For now, I am overwhelmed by early response to the manuscript. Completely humbled. It's still a mystery to me how sweat at the desk can pull at the heartstrings of others. But one thing I do know: it does take sweat. Thank you for your love and encouragement through this process.
Later this summer after Mortal's release, I'll begin work on a new solo book. It marks a return to ancient opulence, intrigue, power... as well as the feminine point of view. More on that in months to come. I'm already excited.
I get asked this almost daily now.
"When is Iscariot coming out?"
Have you noticed the way I've avoided the question, ducked around the corner, excused myself from the table?
Well, the truth is I haven't been avoiding you--but I have been waiting to have something to tell you.
So here, my dears in this poisonous garden, is the story.
Earlier this year, my agent and I made the tough call to switch publishers. That was a big decision, and Iscariot was not complete at that time.
Let me tell you about Iscariot. It took two and a half years of my life to craft, including a journey to Israel with the Biblical Archaeology Society, a library's worth of academic books, lecture transcripts and commentaries, the input and answers of a very esteemed panel of advisors ranging from the dispensational evangelical, to the Jewish academic, to the archaeological and historical. Their names will appear in my author's notes and acknowledgements, and if you are into that sort of thing, I'm sure you will recognize several of them.
And then it just took many, many hours of very lonely and often soul-wrenching work.
I overwrote the book by a mere 130,000 words. If you're not sure how many pages that is, divide that number by 250, and that's about right. I anticipate at some point having many deleted scenes and excerpts for your perusal (similiar to those for Havah). Suffice it to say, I cut the book down, and literally threw out enough research to write separate dissertations each on first century Israel, the man Judas himself, and the life of Christ.

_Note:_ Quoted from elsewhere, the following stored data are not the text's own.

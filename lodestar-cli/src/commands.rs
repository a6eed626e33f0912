//! Subcommands that do not start the server.

use std::path::{Path, PathBuf};

use lodestar_core::LodestarConfig;
use lodestar_core::config::to_toml;

use crate::ConfigAction;

pub fn handle_config(
    action: ConfigAction,
    workspace: &Path,
    config: &LodestarConfig,
) -> anyhow::Result<()> {
    match action {
        ConfigAction::Init => {
            let (path, created) = init_workspace_config(workspace)?;
            if created {
                println!("Created default configuration at: {}", path.display());
            } else {
                println!("Configuration file already exists at: {}", path.display());
            }
            Ok(())
        }
        ConfigAction::Show => {
            println!("{}", to_toml(config)?);
            println!("# effective transport: {}", config.transport.resolve());
            Ok(())
        }
    }
}

/// Write `.lodestar/config.toml` with defaults unless one already exists.
fn init_workspace_config(workspace: &Path) -> anyhow::Result<(PathBuf, bool)> {
    let config_dir = workspace.join(".lodestar");
    std::fs::create_dir_all(&config_dir)?;

    let config_path = config_dir.join("config.toml");
    if config_path.exists() {
        return Ok((config_path, false));
    }
    std::fs::write(&config_path, to_toml(&LodestarConfig::default())?)?;
    Ok((config_path, true))
}
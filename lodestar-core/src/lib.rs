//! # Lodestar Core
//!
//! The research session manager behind the Lodestar MCP server.
//!
//! ```text
//! ResearchService
//!   |-- SessionRegistry   (research id -> ResearchUnit)
//!   |-- TopicCache        (topic       -> CacheEntry)
//!   +-- dyn ResearchEngine (conduct / quick search / write report)
//!          \-- ProgressSender -> ProgressReceiver (relay)
//! ```
//!
//! Nothing in this crate knows about JSON-RPC; the protocol surface lives in
//! `lodestar-mcp`.

pub mod cache;
pub mod config;
pub mod engine;
pub mod error;
pub mod progress;
pub mod prompt;
pub mod registry;
pub mod service;
pub mod types;

pub use cache::{CacheEntry, TopicCache};
pub use config::{load_config, EngineKind, LodestarConfig, TransportKind};
pub use engine::{ResearchEngine, StaticEngine};
pub use error::{ConfigError, EngineError, RegistryError, ServiceError};
pub use progress::{progress_channel, Progress, ProgressReceiver, ProgressSender};
pub use registry::SessionRegistry;
pub use service::ResearchService;
pub use types::{Findings, Report, ResearchMode, ResearchUnit, SearchResult, Source, UnitState};
//! Error types for the Lodestar core library.
//!
//! Uses `thiserror` for structured variants covering the session registry,
//! the research engine boundary, and configuration loading.

use uuid::Uuid;

use crate::types::UnitState;

/// Errors raised by the session registry.
#[derive(Debug, Clone, PartialEq, thiserror::Error)]
pub enum RegistryError {
    #[error("Research session not found: {id}")]
    NotFound { id: Uuid },

    #[error("Invalid transition for research session {id}: {from} -> {to}")]
    InvalidTransition {
        id: Uuid,
        from: UnitState,
        to: UnitState,
    },

    #[error("Research session {id} is {state}, expected {expected}")]
    InvalidState {
        id: Uuid,
        state: UnitState,
        expected: UnitState,
    },
}

/// An opaque failure surfaced by a research engine.
///
/// Network, parsing, quota and provider failures all collapse into this one
/// type; the cause string is passed through to the caller verbatim.
#[derive(Debug, Clone, PartialEq, thiserror::Error)]
#[error("{message}")]
pub struct EngineError {
    pub message: String,
}

impl EngineError {
    pub fn new(message: impl Into<String>) -> Self {
        Self {
            message: message.into(),
        }
    }
}

impl From<reqwest::Error> for EngineError {
    fn from(err: reqwest::Error) -> Self {
        Self::new(err.to_string())
    }
}

/// Failure of a research workflow: either the unit was in the wrong place or
/// the engine gave up.
#[derive(Debug, Clone, PartialEq, thiserror::Error)]
pub enum ServiceError {
    #[error(transparent)]
    Registry(#[from] RegistryError),

    #[error(transparent)]
    Engine(#[from] EngineError),
}

/// Errors from configuration loading and validation.
#[derive(Debug, thiserror::Error)]
pub enum ConfigError {
    #[error("Failed to load configuration: {0}")]
    Load(#[from] Box<figment::Error>),

    #[error("Missing credential: environment variable {env_var} is not set")]
    MissingCredential { env_var: String },

    #[error("Invalid configuration value for {field}: {message}")]
    Invalid { field: String, message: String },
}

Why did I do that? Because despite the fact that I'm known for my research, this is a book of the heart. And so I returned to and went after the heart--and the jugular--of this story, which is as much the story of Christ... and the story of us... as it is the story of Judas.

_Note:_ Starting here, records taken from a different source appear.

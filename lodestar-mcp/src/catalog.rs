//! Tool and prompt definitions advertised by `tools/list` and `prompts/list`.

use serde_json::json;

use crate::envelope::Operation;
use crate::protocol::{McpPrompt, McpTool, PromptArgument};

fn describe(operation: Operation) -> &'static str {
    match operation {
        Operation::DeepResearch => {
            "Conduct web research on a query. Use this for time-sensitive or specific \
             information such as news, prices, people or niche knowledge. Returns a \
             research_id plus the gathered context and sources."
        }
        Operation::QuickSearch => {
            "Fast web search returning results with snippets. Optimizes for speed over \
             depth when a full research pass is not needed."
        }
        Operation::WriteReport => {
            "Write a report from a completed research session, optionally steered by a \
             custom prompt."
        }
        Operation::GetResearchSources => "List the sources gathered by a research session.",
        Operation::GetResearchContext => "Return the full evidence text of a research session.",
        Operation::ResearchResource => "Research context for a topic, with sources.",
        Operation::ResearchQuery => "Prompt for researching a topic toward a goal.",
    }
}

fn research_id_schema() -> serde_json::Value {
    json!({
        "type": "string",
        "description": "Identifier returned by deep_research or quick_search"
    })
}

fn input_schema(operation: Operation) -> serde_json::Value {
    match operation {
        Operation::DeepResearch => json!({
            "type": "object",
            "properties": {
                "query": {"type": "string", "description": "The research query or topic"},
                "deep": {
                    "type": "boolean",
                    "description": "Run a deeper, more thorough research pass",
                    "default": false
                }
            },
            "required": ["query"]
        }),
        Operation::QuickSearch => json!({
            "type": "object",
            "properties": {
                "query": {"type": "string", "description": "The search query"}
            },
            "required": ["query"]
        }),
        Operation::WriteReport => json!({
            "type": "object",
            "properties": {
                "research_id": research_id_schema(),
                "custom_prompt": {
                    "type": "string",
                    "description": "Optional instructions for the report"
                }
            },
            "required": ["research_id"]
        }),
        _ => json!({
            "type": "object",
            "properties": { "research_id": research_id_schema() },
            "required": ["research_id"]
        }),
    }
}

/// Definitions of every tool, in a stable order.
pub fn tools() -> Vec<McpTool> {
    Operation::TOOLS
        .into_iter()
        .map(|op| McpTool {
            name: op.as_str().to_string(),
            description: Some(describe(op).to_string()),
            input_schema: input_schema(op),
        })
        .collect()
}

fn argument(name: &str, description: &str, required: bool) -> PromptArgument {
    PromptArgument {
        name: name.to_string(),
        description: Some(description.to_string()),
        required,
    }
}

pub fn prompts() -> Vec<McpPrompt> {
    vec![McpPrompt {
        name: Operation::ResearchQuery.as_str().to_string(),
        description: Some(describe(Operation::ResearchQuery).to_string()),
        arguments: vec![
            argument("topic", "The topic to research", true),
            argument("goal", "The goal or specific question to answer", true),
            argument(
                "report_format",
                "Format of the report to generate (default: research_report)",
                false,
            ),
        ],
    }]
}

Early readers have left me humbled and grateful at their response. I won't say more. I'll only say that this is my most controversial book yet. You may love it. You may hate it. But I don't believe you will feel lukewarm.
Iscariot is now in the hands of my agents and has gone off to market, all grown up. If all goes well, I'll have news for you in weeks to come. That news should include a new release date. I realize you've been waiting a long time for my next solo novel and I'm so sorry for the delay, but I think you will find it worth the wait. I hope so. I can tell you that my time in the interim is devoted to Mortal and Sovereign, which will both come out next year due to your demands. ;) Both should release before Iscariot. If all goes as planned, Iscariot will come soon after.

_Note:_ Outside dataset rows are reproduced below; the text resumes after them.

//! Configuration system for Lodestar.
//!
//! Uses `figment` for layered configuration: defaults -> config file -> environment -> CLI args.
//! Configuration is loaded from `~/.config/lodestar/config.toml` and/or `.lodestar/config.toml`
//! in the working directory.

use figment::{
    providers::{Env, Format, Serialized, Toml},
    Figment,
};
use serde::{Deserialize, Serialize};
use std::path::Path;

use crate::error::ConfigError;

/// Top-level configuration for the Lodestar server.
#[derive(Debug, Clone, Default, Serialize, Deserialize)]
pub struct LodestarConfig {
    #[serde(default)]
    pub engine: EngineConfig,
    #[serde(default)]
    pub transport: TransportConfig,
    #[serde(default)]
    pub registry: RegistryConfig,
    #[serde(default)]
    pub cache: CacheConfig,
}

/// Which research engine adapter to use.
#[derive(Debug, Clone, Copy, PartialEq, Eq, Serialize, Deserialize)]
#[serde(rename_all = "snake_case")]
pub enum EngineKind {
    /// Remote research service over HTTP.
    Http,
    /// Canned offline answers.
    Stub,
}

impl std::fmt::Display for EngineKind {
    fn fmt(&self, f: &mut std::fmt::Formatter<'_>) -> std::fmt::Result {
        match self {
            EngineKind::Http => write!(f, "http"),
            EngineKind::Stub => write!(f, "stub"),
        }
    }
}

#[derive(Debug, Clone, Serialize, Deserialize)]
pub struct EngineConfig {
    #[serde(default = "default_engine_kind")]
    pub kind: EngineKind,
    #[serde(default = "default_engine_url")]
    pub base_url: String,
    /// Environment variable holding the engine credential.
    #[serde(default = "default_api_key_env")]
    pub api_key_env: String,
    #[serde(default = "default_engine_timeout")]
    pub timeout_secs: u64,
}

fn default_engine_kind() -> EngineKind {
    EngineKind::Http
}
fn default_engine_url() -> String {
    "http://localhost:8001".to_string()
}
fn default_api_key_env() -> String {
    "OPENAI_API_KEY".to_string()
}
fn default_engine_timeout() -> u64 {
    900
}

impl Default for EngineConfig {
    fn default() -> Self {
        Self {
            kind: default_engine_kind(),
            base_url: default_engine_url(),
            api_key_env: default_api_key_env(),
            timeout_secs: default_engine_timeout(),
        }
    }
}

impl EngineConfig {
    /// Resolve the engine credential. Only the HTTP engine needs one.
    pub fn credential(&self) -> Result<Option<String>, ConfigError> {
        if self.kind == EngineKind::Stub {
            return Ok(None);
        }
        match std::env::var(&self.api_key_env) {
            Ok(value) if !value.trim().is_empty() => Ok(Some(value)),
            _ => Err(ConfigError::MissingCredential {
                env_var: self.api_key_env.clone(),
            }),
        }
    }
}

/// The channel the MCP server is bound to.
#[derive(Debug, Clone, Copy, PartialEq, Eq, Serialize, Deserialize)]
#[serde(rename_all = "kebab-case")]
pub enum TransportKind {
    /// Newline-delimited JSON-RPC over stdin/stdout.
    Stdio,
    /// `GET /sse` event stream plus `POST /messages/`.
    Sse,
    /// Single `POST /mcp` endpoint answering with JSON or an event stream.
    StreamableHttp,
}

impl std::fmt::Display for TransportKind {
    fn fmt(&self, f: &mut std::fmt::Formatter<'_>) -> std::fmt::Result {
        match self {
            TransportKind::Stdio => write!(f, "stdio"),
            TransportKind::Sse => write!(f, "sse"),
            TransportKind::StreamableHttp => write!(f, "streamable-http"),
        }
    }
}

impl std::str::FromStr for TransportKind {
    type Err = ConfigError;

    fn from_str(s: &str) -> Result<Self, Self::Err> {
        match s.trim().to_ascii_lowercase().as_str() {
            "stdio" => Ok(TransportKind::Stdio),
            "sse" => Ok(TransportKind::Sse),
            "streamable-http" | "streamable_http" | "http" => Ok(TransportKind::StreamableHttp),
            other => Err(ConfigError::Invalid {
                field: "transport.kind".into(),
                message: format!(
                    "unsupported transport '{other}' (expected stdio, sse or streamable-http)"
                ),
            }),
        }
    }
}

#[derive(Debug, Clone, Serialize, Deserialize)]
pub struct TransportConfig {
    /// `None` means "not chosen": stdio, or SSE inside a container.
    #[serde(default, skip_serializing_if = "Option::is_none")]
    pub kind: Option<TransportKind>,
    #[serde(default = "default_host")]
    pub host: String,
    #[serde(default = "default_port")]
    pub port: u16,
}

fn default_host() -> String {
    "0.0.0.0".to_string()
}
fn default_port() -> u16 {
    8000
}

impl Default for TransportConfig {
    fn default() -> Self {
        Self {
            kind: None,
            host: default_host(),
            port: default_port(),
        }
    }
}

impl TransportConfig {
    /// The transport to bind, auto-selecting SSE inside a container when
    /// nothing was configured explicitly.
    pub fn resolve(&self) -> TransportKind {
        self.kind.unwrap_or_else(|| {
            if running_in_container() {
                TransportKind::Sse
            } else {
                TransportKind::Stdio
            }
        })
    }
}

fn running_in_container() -> bool {
    Path::new("/.dockerenv").exists() || std::env::var_os("DOCKER_CONTAINER").is_some()
}

#[derive(Debug, Clone, Serialize, Deserialize)]
pub struct RegistryConfig {
    #[serde(default = "default_max_sessions")]
    pub max_sessions: usize,
    /// Finished units idle longer than this are dropped. Unset keeps them.
    #[serde(default, skip_serializing_if = "Option::is_none")]
    pub ttl_secs: Option<u64>,
}

fn default_max_sessions() -> usize {
    crate::registry::DEFAULT_MAX_SESSIONS
}

impl Default for RegistryConfig {
    fn default() -> Self {
        Self {
            max_sessions: default_max_sessions(),
            ttl_secs: None,
        }
    }
}

#[derive(Debug, Clone, Serialize, Deserialize)]
pub struct CacheConfig {
    #[serde(default = "default_max_topics")]
    pub max_topics: usize,
    #[serde(default, skip_serializing_if = "Option::is_none")]
    pub ttl_secs: Option<u64>,
}

fn default_max_topics() -> usize {
    crate::cache::DEFAULT_MAX_TOPICS
}

impl Default for CacheConfig {
    fn default() -> Self {
        Self {
            max_topics: default_max_topics(),
            ttl_secs: None,
        }
    }
}

/// Convert an optional TTL in seconds into a chrono duration.
///
/// `field` names the setting in the error when the value is beyond what a
/// duration can represent.
pub fn ttl_from_secs(
    field: &str,
    secs: Option<u64>,
) -> Result<Option<chrono::Duration>, ConfigError> {
    let Some(secs) = secs else {
        return Ok(None);
    };
    i64::try_from(secs)
        .ok()
        .and_then(chrono::Duration::try_seconds)
        .map(Some)
        .ok_or_else(|| ConfigError::Invalid {
            field: field.to_string(),
            message: format!("{secs} seconds is out of range"),
        })
}

/// Load configuration from layered sources.
///
/// Priority (highest to lowest):
/// 1. Explicit overrides (passed as argument)
/// 2. Environment variables (prefixed with `LODESTAR_`)
/// 3. Workspace-local config (`.lodestar/config.toml`)
/// 4. User config (`~/.config/lodestar/config.toml`)
/// 5. Built-in defaults
pub fn load_config(
    workspace: Option<&Path>,
    overrides: Option<&Figment>,
) -> Result<LodestarConfig, ConfigError> {
    let mut figment = Figment::from(Serialized::defaults(LodestarConfig::default()));

    // User-level config
    if let Some(config_dir) = directories::ProjectDirs::from("dev", "lodestar", "lodestar") {
        let user_config = config_dir.config_dir().join("config.toml");
        if user_config.exists() {
            figment = figment.merge(Toml::file(&user_config));
        }
    }

    // Workspace-level config
    if let Some(ws) = workspace {
        let ws_config = ws.join(".lodestar").join("config.toml");
        if ws_config.exists() {
            figment = figment.merge(Toml::file(&ws_config));
        }
    }

    // Environment variables (LODESTAR_TRANSPORT__KIND, LODESTAR_ENGINE__BASE_URL, etc.)
    figment = figment.merge(Env::prefixed("LODESTAR_").split("__"));

    if let Some(overrides) = overrides {
        figment = figment.merge(overrides.clone());
    }

    figment.extract().map_err(|e| ConfigError::Load(Box::new(e)))
}

/// Render the effective configuration as TOML.
pub fn to_toml(config: &LodestarConfig) -> Result<String, ConfigError> {
    toml::to_string_pretty(config).map_err(|e| ConfigError::Invalid {
        field: "config".into(),
        message: e.to_string(),
    })
}

#[cfg(test)]
mod tests {
    use super::*;

    #[test]
    fn test_default_config() {
        let config = LodestarConfig::default();
        assert_eq!(config.engine.kind, EngineKind::Http);
        assert_eq!(config.engine.api_key_env, "OPENAI_API_KEY");
        assert_eq!(config.transport.port, 8000);
        assert!(config.transport.kind.is_none());
        assert_eq!(config.registry.max_sessions, 1024);
        assert_eq!(config.cache.max_topics, 256);
    }

    #[test]
    fn test_transport_kind_parsing() {
        assert_eq!("stdio".parse::<TransportKind>().unwrap(), TransportKind::Stdio);
        assert_eq!("SSE".parse::<TransportKind>().unwrap(), TransportKind::Sse);
        assert_eq!(
            "streamable-http".parse::<TransportKind>().unwrap(),
            TransportKind::StreamableHttp
        );
        let err = "carrier-pigeon".parse::<TransportKind>().unwrap_err();
        assert!(err.to_string().contains("carrier-pigeon"));
    }

    #[test]
    fn test_explicit_transport_wins() {
        let transport = TransportConfig {
            kind: Some(TransportKind::StreamableHttp),
            ..TransportConfig::default()
        };
        assert_eq!(transport.resolve(), TransportKind::StreamableHttp);
    }

    #[test]
    fn test_config_serialization_roundtrip() {
        let mut config = LodestarConfig::default();
        config.transport.kind = Some(TransportKind::Sse);
        config.cache.ttl_secs = Some(60);
        let toml_str = to_toml(&config).unwrap();
        assert!(toml_str.contains("kind = \"sse\""));
        let back: LodestarConfig = toml::from_str(&toml_str).unwrap();
        assert_eq!(back.transport.kind, Some(TransportKind::Sse));
        assert_eq!(back.cache.ttl_secs, Some(60));
    }

    #[test]
    fn test_load_config_from_workspace() {
        let dir = tempfile::tempdir().unwrap();
        let lodestar_dir = dir.path().join(".lodestar");
        std::fs::create_dir_all(&lodestar_dir).unwrap();
        std::fs::write(
            lodestar_dir.join("config.toml"),
            r#"
[engine]
kind = "stub"

[transport]
kind = "streamable-http"
port = 9100

[cache]
max_topics = 8
ttl_secs = 3600
"#,
        )
        .unwrap();

        let config = load_config(Some(dir.path()), None).unwrap();
        assert_eq!(config.engine.kind, EngineKind::Stub);
        assert_eq!(config.transport.kind, Some(TransportKind::StreamableHttp));
        assert_eq!(config.transport.port, 9100);
        assert_eq!(config.cache.max_topics, 8);
        assert_eq!(config.cache.ttl_secs, Some(3600));
        assert_eq!(config.registry.max_sessions, 1024);
    }

    #[test]
    fn test_load_config_with_overrides() {
        let overrides = Figment::from(Serialized::defaults(serde_json::json!({
            "transport": { "port": 9999 },
            "engine": { "kind": "stub" },
        })));
        let config = load_config(None, Some(&overrides)).unwrap();
        assert_eq!(config.transport.port, 9999);
        assert_eq!(config.engine.kind, EngineKind::Stub);
    }

    #[test]
    fn test_stub_engine_needs_no_credential() {
        let config = EngineConfig {
            kind: EngineKind::Stub,
            api_key_env: "LODESTAR_TEST_UNSET_KEY_7F3A".into(),
            ..EngineConfig::default()
        };
        assert!(config.credential().unwrap().is_none());
    }

    #[test]
    fn test_http_engine_missing_credential() {
        let config = EngineConfig {
            api_key_env: "LODESTAR_TEST_UNSET_KEY_7F3A".into(),
            ..EngineConfig::default()
        };
        assert!(matches!(
            config.credential().unwrap_err(),
            ConfigError::MissingCredential { .. }
        ));
    }

    #[test]
    fn test_ttl_from_secs() {
        assert!(ttl_from_secs("cache.ttl_secs", None).unwrap().is_none());
        assert_eq!(
            ttl_from_secs("cache.ttl_secs", Some(90)).unwrap(),
            Some(chrono::Duration::seconds(90))
        );
    }

    #[test]
    fn test_ttl_beyond_duration_range_is_invalid() {
        for secs in [10_000_000_000_000_000, u64::MAX] {
            match ttl_from_secs("registry.ttl_secs", Some(secs)).unwrap_err() {
                ConfigError::Invalid { field, message } => {
                    assert_eq!(field, "registry.ttl_secs");
                    assert!(message.contains("out of range"));
                }
                other => panic!("unexpected error: {other}"),
            }
        }
    }
}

I promise to keep you posted--not only on when you can expect to read it... but what my next solo work after it will be. I do have a good idea about that. ;)
Meanwhile, Forbidden has spent two weeks on the NY Times Bestseller list. Thank you for all that you have done to make that book a success and to my new series with Ted Dekker off to a great start.
My new series, The Books of Mortals with NY Times bestseller Ted Dekker, begins September 13. But it begins for you and I today. Go HERE to sign the Book of Mortals. Make your mark. In so doing, you will auomatically be given a free copy of The Keeper, a short story prequel to Forbidden. You will also be entered to win several give-aways including iPads, iPods, Nooks, Kindles, and an all-expense-paid trip to the setting of Forbidden itself: Rome.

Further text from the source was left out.